Patience is in short supply these days because we’ve been culturally trained to be impatient – now corporations can charge to appease our impatience.
With 2-day shipping from Amazon; with faster and faster internet service so the websites load faster and you can work faster; with microwave ovens to warm or cook your food faster; with pressure cookers so you can skip soaking your beans or watching the pot while you cook; and with wrinkle-free fabric so you no longer need to iron.
There are even self-cleaning windows now. And you probably know that animals’ growth rates are being pushed to the limits with growth hormones and special feed so they can be brought to slaughter faster and make money for their corporations faster.
But remember that the Concorde, the fastest plane ride over the Atlantic, failed; and that our push to get children to read, write and do math two years before their minds are actually mature enough, only leads to teachers’ and children’s frustration (read a recent post on that). Doing so many things faster and faster is not always better. There is a limit to the monetary rewards when we become strung out emotionally and healthwise. There is a limit to how fast we can live, and it’s showing – what with all the stress and anxiety in our culture.

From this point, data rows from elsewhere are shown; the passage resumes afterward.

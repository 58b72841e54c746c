// The core module contains all business logic.
// Each feature gets its own submodule.

#[path = "points/mod.rs"]
pub mod points;
// Bot presence.
//
// Discord-layer glue only: we set a status line once the gateway is ready so
// members can see the bot is watching check-ins.

use poise::serenity_prelude as serenity;

/// Sets the default "watching" status.
pub fn reset_status(ctx: &serenity::Context) {
    let activity = serenity::ActivityData::watching("your check-ins 💪");
    ctx.set_presence(Some(activity), serenity::OnlineStatus::Online);
}

/// Called once the bot is ready.
pub fn on_ready(ctx: &serenity::Context) {
    reset_status(ctx);
}
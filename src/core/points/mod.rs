// Points module - ledger, cooldown policy and award engine for activity check-ins.

mod checkin_matcher;
mod cooldown_policy;
mod points_models;
mod points_service;
mod points_store;

pub use points_models::{
    AuditEvent, AwardKind, AwardReceipt, Category, CheckinMessage, ClaimOutcome, ConfigUpdate,
    GatedIncrement, GuildConfig, LeaderboardMetric, LedgerEntry, PerCategory, PointsRules, MS_PER_HOUR,
};
pub use points_service::PointsService;
pub use points_store::{AuditSink, LedgerStore, PointsError};
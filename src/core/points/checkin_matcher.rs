// Keyword matching for passive check-ins.
//
// Each category is matched independently, so one message can count for
// several categories. Results come back in a fixed order: exercise, gym,
// badminton, cricket.

use super::points_models::Category;

const BADMINTON_EMOJI: &str = "🏸";
const CRICKET_EMOJI: &str = "🏏";

/// Categories a check-in message counts towards. Matching is case-insensitive.
pub fn match_categories(text: &str) -> Vec<Category> {
    let text = text.to_lowercase();
    let mut matched = Vec::new();

    // "pushups" and "dumbbells" are covered by their stems; "dumbell" is the
    // common misspelling and is accepted alongside "dumbbell".
    if text.contains("pushup") || text.contains("dumbell") || text.contains("dumbbell") {
        matched.push(Category::Exercise);
    }
    if text.contains("gym") {
        matched.push(Category::Gym);
    }
    if text.contains("badminton") || text.contains(BADMINTON_EMOJI) {
        matched.push(Category::Badminton);
    }
    if text.contains("cricket") || text.contains(CRICKET_EMOJI) {
        matched.push(Category::Cricket);
    }

    matched
}
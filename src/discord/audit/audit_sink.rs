// Posts award notifications to a guild's audit channel.

use crate::core::points::{AuditEvent, AuditSink, AwardKind};
use crate::discord::formatter::{category_emoji, COLOR_INFO, COLOR_SUCCESS};
use async_trait::async_trait;
use poise::serenity_prelude as serenity;
use std::sync::Arc;

pub struct DiscordAuditSink {
    http: Arc<serenity::Http>,
}

impl DiscordAuditSink {
    pub fn new(http: Arc<serenity::Http>) -> Self {
        Self { http }
    }
}

#[async_trait]
impl AuditSink for DiscordAuditSink {
    async fn publish(&self, channel_id: u64, event: &AuditEvent) -> anyhow::Result<()> {
        serenity::ChannelId::new(channel_id)
            .send_message(
                self.http.as_ref(),
                serenity::CreateMessage::new().embed(build_audit_embed(event)),
            )
            .await?;
        Ok(())
    }
}

fn build_audit_embed(event: &AuditEvent) -> serenity::CreateEmbed {
    let (title, color) = match &event.kind {
        AwardKind::Claim => ("Points claimed", COLOR_SUCCESS),
        AwardKind::CheckIn => ("Check-in recorded", COLOR_SUCCESS),
        AwardKind::Manual { .. } => ("Points awarded", COLOR_INFO),
    };

    let mut embed = serenity::CreateEmbed::new()
        .title(format!("{} {}", category_emoji(event.category), title))
        .description(describe(event))
        .color(color)
        .field("Category", event.category.label(), true)
        .field("Amount", format!("+{}", event.amount), true)
        .field("New Total", event.total.to_string(), true)
        .footer(serenity::CreateEmbedFooter::new(format!(
            "User ID: {}",
            event.user_id
        )));

    if let Ok(timestamp) = serenity::Timestamp::from_unix_timestamp(event.at.timestamp()) {
        embed = embed.timestamp(timestamp);
    }

    if let AwardKind::Manual {
        reason: Some(reason),
    } = &event.kind
    {
        embed = embed.field("Reason", reason.clone(), false);
    }

    embed
}

fn describe(event: &AuditEvent) -> String {
    match &event.kind {
        AwardKind::Claim => format!("<@{}> claimed {} points.", event.user_id, event.category),
        AwardKind::CheckIn => format!(
            "<@{}> checked in for {}.",
            event.user_id, event.category
        ),
        AwardKind::Manual { .. } => format!(
            "<@{}> awarded {} {} points to <@{}>.",
            event.actor_id, event.amount, event.category, event.user_id
        ),
    }
}
// src/alerts/conditions.rs
// Turns an analyzed zone into priority-ordered alert events.

use log::{debug, warn};

use crate::alerts::types::{
    AlertEvent, AlertPreferences, AlertType, CONFIRMATION_ACTION_SCORE, CONFIRMATION_ALERT_MIN_SCORE,
};
use crate::analysis::{ZoneAnalysis, ZoneAnalyzer};
use crate::errors::Result;
use crate::types::{Candle, Zone, ZoneType};

fn trade_side(zone: &Zone) -> &'static str {
    match zone.zone_type {
        ZoneType::Demand => "BUY",
        ZoneType::Supply => "SELL",
    }
}

fn entry_suggestion(zone: &Zone) -> String {
    format!("{} near {:.5}, stop beyond {:.5}", trade_side(zone), zone.entry_price, zone.stop_price)
}

/// Alerts for a zone that has already been through the pipeline. Conditions are evaluated
/// independently and the result is sorted by priority (stable).
pub fn alerts_for_analysis(analysis: &ZoneAnalysis, current_price: f64, prefs: &AlertPreferences) -> Vec<AlertEvent> {
    if !prefs.alerts_enabled {
        return Vec::new();
    }

    let zone = &analysis.zone;
    let ftb = &analysis.ftb;
    let zone_ref = Some(zone.reference());
    let broken = !analysis.validation.is_valid;
    let within_approach = !ftb.in_zone && ftb.distance_percent <= prefs.approach_distance_percent;
    let near = ftb.in_zone || within_approach;
    let kind = zone.zone_type.as_str();
    let mut alerts = Vec::new();

    if !broken && prefs.ftb_alerts && ftb.is_ftb {
        if ftb.in_zone {
            alerts.push(
                AlertEvent::new(
                    AlertType::FtbInZone,
                    &zone.symbol,
                    format!(
                        "Price {:.5} is back in {} zone {:.5}-{:.5} for the first time ({}★)",
                        current_price, kind, zone.zone_low(), zone.zone_high(), ftb.stars
                    ),
                    zone_ref.clone(),
                )
                .requiring_action(entry_suggestion(zone)),
            );
        } else if within_approach {
            alerts.push(AlertEvent::new(
                AlertType::FtbApproaching,
                &zone.symbol,
                format!(
                    "Price {:.5} is {:.2}% from untested {} zone {:.5}-{:.5}",
                    current_price, ftb.distance_percent, kind, zone.zone_low(), zone.zone_high()
                ),
                zone_ref.clone(),
            ));
        }
    }

    if !broken && prefs.zone_approach_alerts && within_approach {
        alerts.push(AlertEvent::new(
            AlertType::ZoneApproach,
            &zone.symbol,
            format!(
                "Price {:.5} approaching {} zone {:.5}-{:.5} ({:.2}% away, tested {}x)",
                current_price, kind, zone.zone_low(), zone.zone_high(), ftb.distance_percent, zone.test_count
            ),
            zone_ref.clone(),
        ));
    }

    let confirmation = &analysis.confirmation;
    if !broken && prefs.confirmation_alerts && near && confirmation.total_score >= CONFIRMATION_ALERT_MIN_SCORE {
        let names: Vec<String> = confirmation.patterns.iter().map(|p| format!("{:?}", p.pattern_id)).collect();
        let mut alert = AlertEvent::new(
            AlertType::ConfirmationPattern,
            &zone.symbol,
            format!(
                "{} confirmation at {} zone (score {})",
                names.join(" + "),
                kind,
                confirmation.total_score
            ),
            zone_ref.clone(),
        );
        if confirmation.total_score >= CONFIRMATION_ACTION_SCORE {
            alert = alert.requiring_action(entry_suggestion(zone));
        }
        alerts.push(alert);
    }

    if let Some(combo) = analysis.combo.as_ref().filter(|_| !broken && prefs.confirmation_alerts && near) {
        alerts.push(
            AlertEvent::new(
                AlertType::PinEngulfCombo,
                &zone.symbol,
                format!(
                    "{:?} pin + engulf combo at {} zone (score {} incl. +{} bonus)",
                    combo.kind, kind, combo.score, combo.combo_bonus
                ),
                zone_ref.clone(),
            )
            .requiring_action(format!(
                "{} at {:.5}, stop {:.5}",
                trade_side(zone),
                combo.entry_price,
                combo.stop_loss
            )),
        );
    }

    if prefs.zone_broken_alerts && analysis.newly_broken {
        alerts.push(AlertEvent::new(
            AlertType::ZoneBroken,
            &zone.symbol,
            format!(
                "{} zone {:.5}-{:.5} broken: {} closes beyond the zone",
                kind,
                zone.zone_low(),
                zone.zone_high(),
                analysis.validation.closes_beyond_zone
            ),
            zone_ref.clone(),
        ));
    }

    if !broken && prefs.high_score_alerts && analysis.odds.total_score >= prefs.min_odds_score {
        alerts.push(AlertEvent::new(
            AlertType::HighScore,
            &zone.symbol,
            format!(
                "{} zone scored {:.1}/10 (grade {})",
                kind, analysis.odds.total_score, analysis.odds.grade
            ),
            zone_ref,
        ));
    }

    alerts.sort_by_key(|a| a.priority);
    alerts
}

/// Runs the pipeline for one zone and derives its alerts.
pub fn check_alert_conditions(
    analyzer: &ZoneAnalyzer,
    zone: &Zone,
    current_price: f64,
    recent_candles: &[Candle],
    prefs: &AlertPreferences,
) -> Result<Vec<AlertEvent>> {
    let analysis = analyzer.analyze_zone(zone, recent_candles, current_price)?;
    Ok(alerts_for_analysis(&analysis, current_price, prefs))
}

/// Alerts for every zone of `symbol`. Approach alerts are dropped unless price moved toward the
/// zone since `previous_price`. A zone that fails is logged and skipped.
pub fn check_alerts_for_symbol(
    analyzer: &ZoneAnalyzer,
    symbol: &str,
    current_price: f64,
    previous_price: Option<f64>,
    zones: &[Zone],
    candles: &[Candle],
    prefs: &AlertPreferences,
) -> Vec<AlertEvent> {
    let mut alerts = Vec::new();

    for zone in zones.iter().filter(|z| z.symbol == symbol) {
        let zone_alerts = match check_alert_conditions(analyzer, zone, current_price, candles, prefs) {
            Ok(a) => a,
            Err(e) => {
                warn!("[ALERTS] Skipping zone {} on {}: {}", zone.id, symbol, e);
                continue;
            }
        };

        let approaching = previous_price.map_or(true, |prev| zone.distance_to(current_price) < zone.distance_to(prev));
        alerts.extend(zone_alerts.into_iter().filter(|a| {
            let keep = approaching || !a.alert_type.is_approach();
            if !keep {
                debug!("[ALERTS] Price not moving toward zone {}, suppressing {:?}", zone.id, a.alert_type);
            }
            keep
        }));
    }

    alerts.sort_by_key(|a| a.priority);
    alerts
}
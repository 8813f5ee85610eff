// src/context/mod.rs
// Market context around a zone touch: compression into the zone and stop sweeps before it.
pub mod compression;
pub mod inducement;

pub use compression::{CompressionDetector, CompressionQuality, CompressionResult, CompressionType, Trend};
pub use inducement::{
    InducementDetector, InducementQuality, InducementResult, InducementType, SweepInducementDetector,
};
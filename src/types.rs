// src/types.rs
use chrono::{DateTime, Utc};
use serde::{Deserialize, Serialize};

use crate::errors::{AnalysisError, Result};

// --- Candles ---

#[derive(Debug, Clone, Copy, PartialEq, Serialize, Deserialize)]
pub struct Candle {
    pub open: f64,
    pub high: f64,
    pub low: f64,
    pub close: f64,
    pub timestamp: DateTime<Utc>,
}

impl Candle {
    pub fn new(open: f64, high: f64, low: f64, close: f64, timestamp: DateTime<Utc>) -> Result<Self> {
        let candle = Self { open, high, low, close, timestamp };
        candle.validate()?;
        Ok(candle)
    }

    /// Checks the OHLC invariants. A failure here aborts whatever computation hit it.
    pub fn validate(&self) -> Result<()> {
        let prices = [self.open, self.high, self.low, self.close];
        if prices.iter().any(|p| !p.is_finite() || *p <= 0.0) {
            return Err(self.invalid("prices must be positive and finite"));
        }
        if self.high < self.low {
            return Err(self.invalid(&format!("high {} below low {}", self.high, self.low)));
        }
        if self.high < self.open.max(self.close) {
            return Err(self.invalid("high below body"));
        }
        if self.low > self.open.min(self.close) {
            return Err(self.invalid("low above body"));
        }
        Ok(())
    }

    fn invalid(&self, reason: &str) -> AnalysisError {
        AnalysisError::InvalidCandle {
            timestamp: self.timestamp.to_rfc3339(),
            reason: reason.to_string(),
        }
    }

    pub fn body(&self) -> f64 {
        (self.close - self.open).abs()
    }

    pub fn range(&self) -> f64 {
        self.high - self.low
    }

    pub fn body_high(&self) -> f64 {
        self.open.max(self.close)
    }

    pub fn body_low(&self) -> f64 {
        self.open.min(self.close)
    }

    pub fn upper_wick(&self) -> f64 {
        self.high - self.body_high()
    }

    pub fn lower_wick(&self) -> f64 {
        self.body_low() - self.low
    }

    pub fn is_bullish(&self) -> bool {
        self.close > self.open
    }

    pub fn is_bearish(&self) -> bool {
        self.close < self.open
    }

    /// True when the candle's range overlaps [low, high]
    pub fn overlaps(&self, low: f64, high: f64) -> bool {
        self.low <= high && self.high >= low
    }
}

/// Validates every candle in a window, failing on the first broken one.
pub fn validate_candles(candles: &[Candle]) -> Result<()> {
    candles.iter().try_for_each(Candle::validate)
}

// --- Zones ---

#[derive(Debug, Clone, Copy, PartialEq, Eq, Hash, Serialize, Deserialize)]
#[serde(rename_all = "lowercase")]
pub enum ZoneType {
    Demand,
    Supply,
}

impl ZoneType {
    /// Direction a confirmation pattern must point for this zone
    pub fn expected_bias(self) -> PatternDirection {
        match self {
            ZoneType::Demand => PatternDirection::Bullish,
            ZoneType::Supply => PatternDirection::Bearish,
        }
    }

    pub fn as_str(self) -> &'static str {
        match self {
            ZoneType::Demand => "demand",
            ZoneType::Supply => "supply",
        }
    }
}

#[derive(Debug, Clone, Copy, PartialEq, Eq, Hash, Serialize, Deserialize)]
#[serde(rename_all = "lowercase")]
pub enum PatternDirection {
    Bullish,
    Bearish,
    Neutral,
}

pub const MIN_HIERARCHY_LEVEL: u8 = 1;
pub const MAX_HIERARCHY_LEVEL: u8 = 4;

#[derive(Debug, Clone, PartialEq, Serialize, Deserialize)]
#[serde(rename_all = "camelCase")]
pub struct Zone {
    pub id: String,
    pub symbol: String,
    pub entry_price: f64,
    pub stop_price: f64,
    pub zone_type: ZoneType,
    #[serde(default)]
    pub test_count: u32,
    #[serde(default)]
    pub is_broken: bool,
    pub formation_timestamp: DateTime<Utc>,
    pub hierarchy_level: u8,
    #[serde(default)]
    pub is_extended: bool,
    #[serde(default)]
    pub original_stop_price: Option<f64>,
    #[serde(default)]
    pub extension_count: u32,
}

impl Zone {
    /// A fresh, unextended zone
    pub fn new(
        id: impl Into<String>,
        symbol: impl Into<String>,
        zone_type: ZoneType,
        entry_price: f64,
        stop_price: f64,
        formation_timestamp: DateTime<Utc>,
        hierarchy_level: u8,
    ) -> Self {
        Self {
            id: id.into(),
            symbol: symbol.into(),
            entry_price,
            stop_price,
            zone_type,
            test_count: 0,
            is_broken: false,
            formation_timestamp,
            hierarchy_level,
            is_extended: false,
            original_stop_price: None,
            extension_count: 0,
        }
    }

    pub fn validate(&self) -> Result<()> {
        let invalid = |reason: String| AnalysisError::InvalidZone {
            zone_id: self.id.clone(),
            reason,
        };
        for (name, price) in [("entry_price", self.entry_price), ("stop_price", self.stop_price)] {
            if !price.is_finite() || price <= 0.0 {
                return Err(invalid(format!("{} must be positive and finite, got {}", name, price)));
            }
        }
        if !(MIN_HIERARCHY_LEVEL..=MAX_HIERARCHY_LEVEL).contains(&self.hierarchy_level) {
            return Err(invalid(format!("hierarchy level {} outside 1..4", self.hierarchy_level)));
        }
        Ok(())
    }

    pub fn zone_high(&self) -> f64 {
        self.entry_price.max(self.stop_price)
    }

    pub fn zone_low(&self) -> f64 {
        self.entry_price.min(self.stop_price)
    }

    pub fn width(&self) -> f64 {
        self.zone_high() - self.zone_low()
    }

    pub fn midpoint(&self) -> f64 {
        (self.zone_high() + self.zone_low()) / 2.0
    }

    pub fn is_supply(&self) -> bool {
        self.zone_type == ZoneType::Supply
    }

    /// Entry side: supply is approached from below, demand from above
    pub fn proximal_line(&self) -> f64 {
        match self.zone_type {
            ZoneType::Supply => self.zone_low(),
            ZoneType::Demand => self.zone_high(),
        }
    }

    /// Invalidation side
    pub fn distal_line(&self) -> f64 {
        match self.zone_type {
            ZoneType::Supply => self.zone_high(),
            ZoneType::Demand => self.zone_low(),
        }
    }

    pub fn contains(&self, price: f64) -> bool {
        price >= self.zone_low() && price <= self.zone_high()
    }

    /// Distance to the nearest edge; zero inside the zone
    pub fn distance_to(&self, price: f64) -> f64 {
        if self.contains(price) {
            0.0
        } else if price > self.zone_high() {
            price - self.zone_high()
        } else {
            self.zone_low() - price
        }
    }

    pub fn reference(&self) -> ZoneRef {
        ZoneRef {
            zone_id: self.id.clone(),
            symbol: self.symbol.clone(),
            zone_type: self.zone_type,
            entry_price: self.entry_price,
            stop_price: self.stop_price,
        }
    }
}

/// Lightweight pointer to a zone carried by alerts
#[derive(Debug, Clone, PartialEq, Serialize, Deserialize)]
#[serde(rename_all = "camelCase")]
pub struct ZoneRef {
    pub zone_id: String,
    pub symbol: String,
    pub zone_type: ZoneType,
    pub entry_price: f64,
    pub stop_price: f64,
}

/// Candles strictly after the zone formed
pub fn candles_after<'a>(zone: &Zone, candles: &'a [Candle]) -> &'a [Candle] {
    let start = candles.partition_point(|c| c.timestamp <= zone.formation_timestamp);
    &candles[start..]
}
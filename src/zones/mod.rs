// src/zones/mod.rs
pub mod extension;
pub mod freshness;
pub mod mpl;
pub mod validator;

pub use extension::{check_extension, ExtensionResult, ZoneHistory};
pub use freshness::{check_ftb_status, count_touch_events, refresh_test_count, refresh_test_count_with, FtbQuality, FtbStatus};
pub use mpl::{MplCalculator, MplQuality, MplResult};
pub use validator::{ValidationResult, ZoneStatus, ZoneValidator};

We need leisure time. Our minds need a break. We need slow segments in between all that speed. Hence the popularity of meditation, but also retreats, pampering spas, and resort vacations with nothing to do but veg out at the pool. Joel Salatin, the sustainable farmer philosopher I mentioned in a recent post, said that between 60 and 70% of his new farming apprentices are now disillusioned corporate drop-outs in their late twenties and early thirties. What race are you trying to win? Slow down, smell the roses, and give yourself a break. It’s better for you.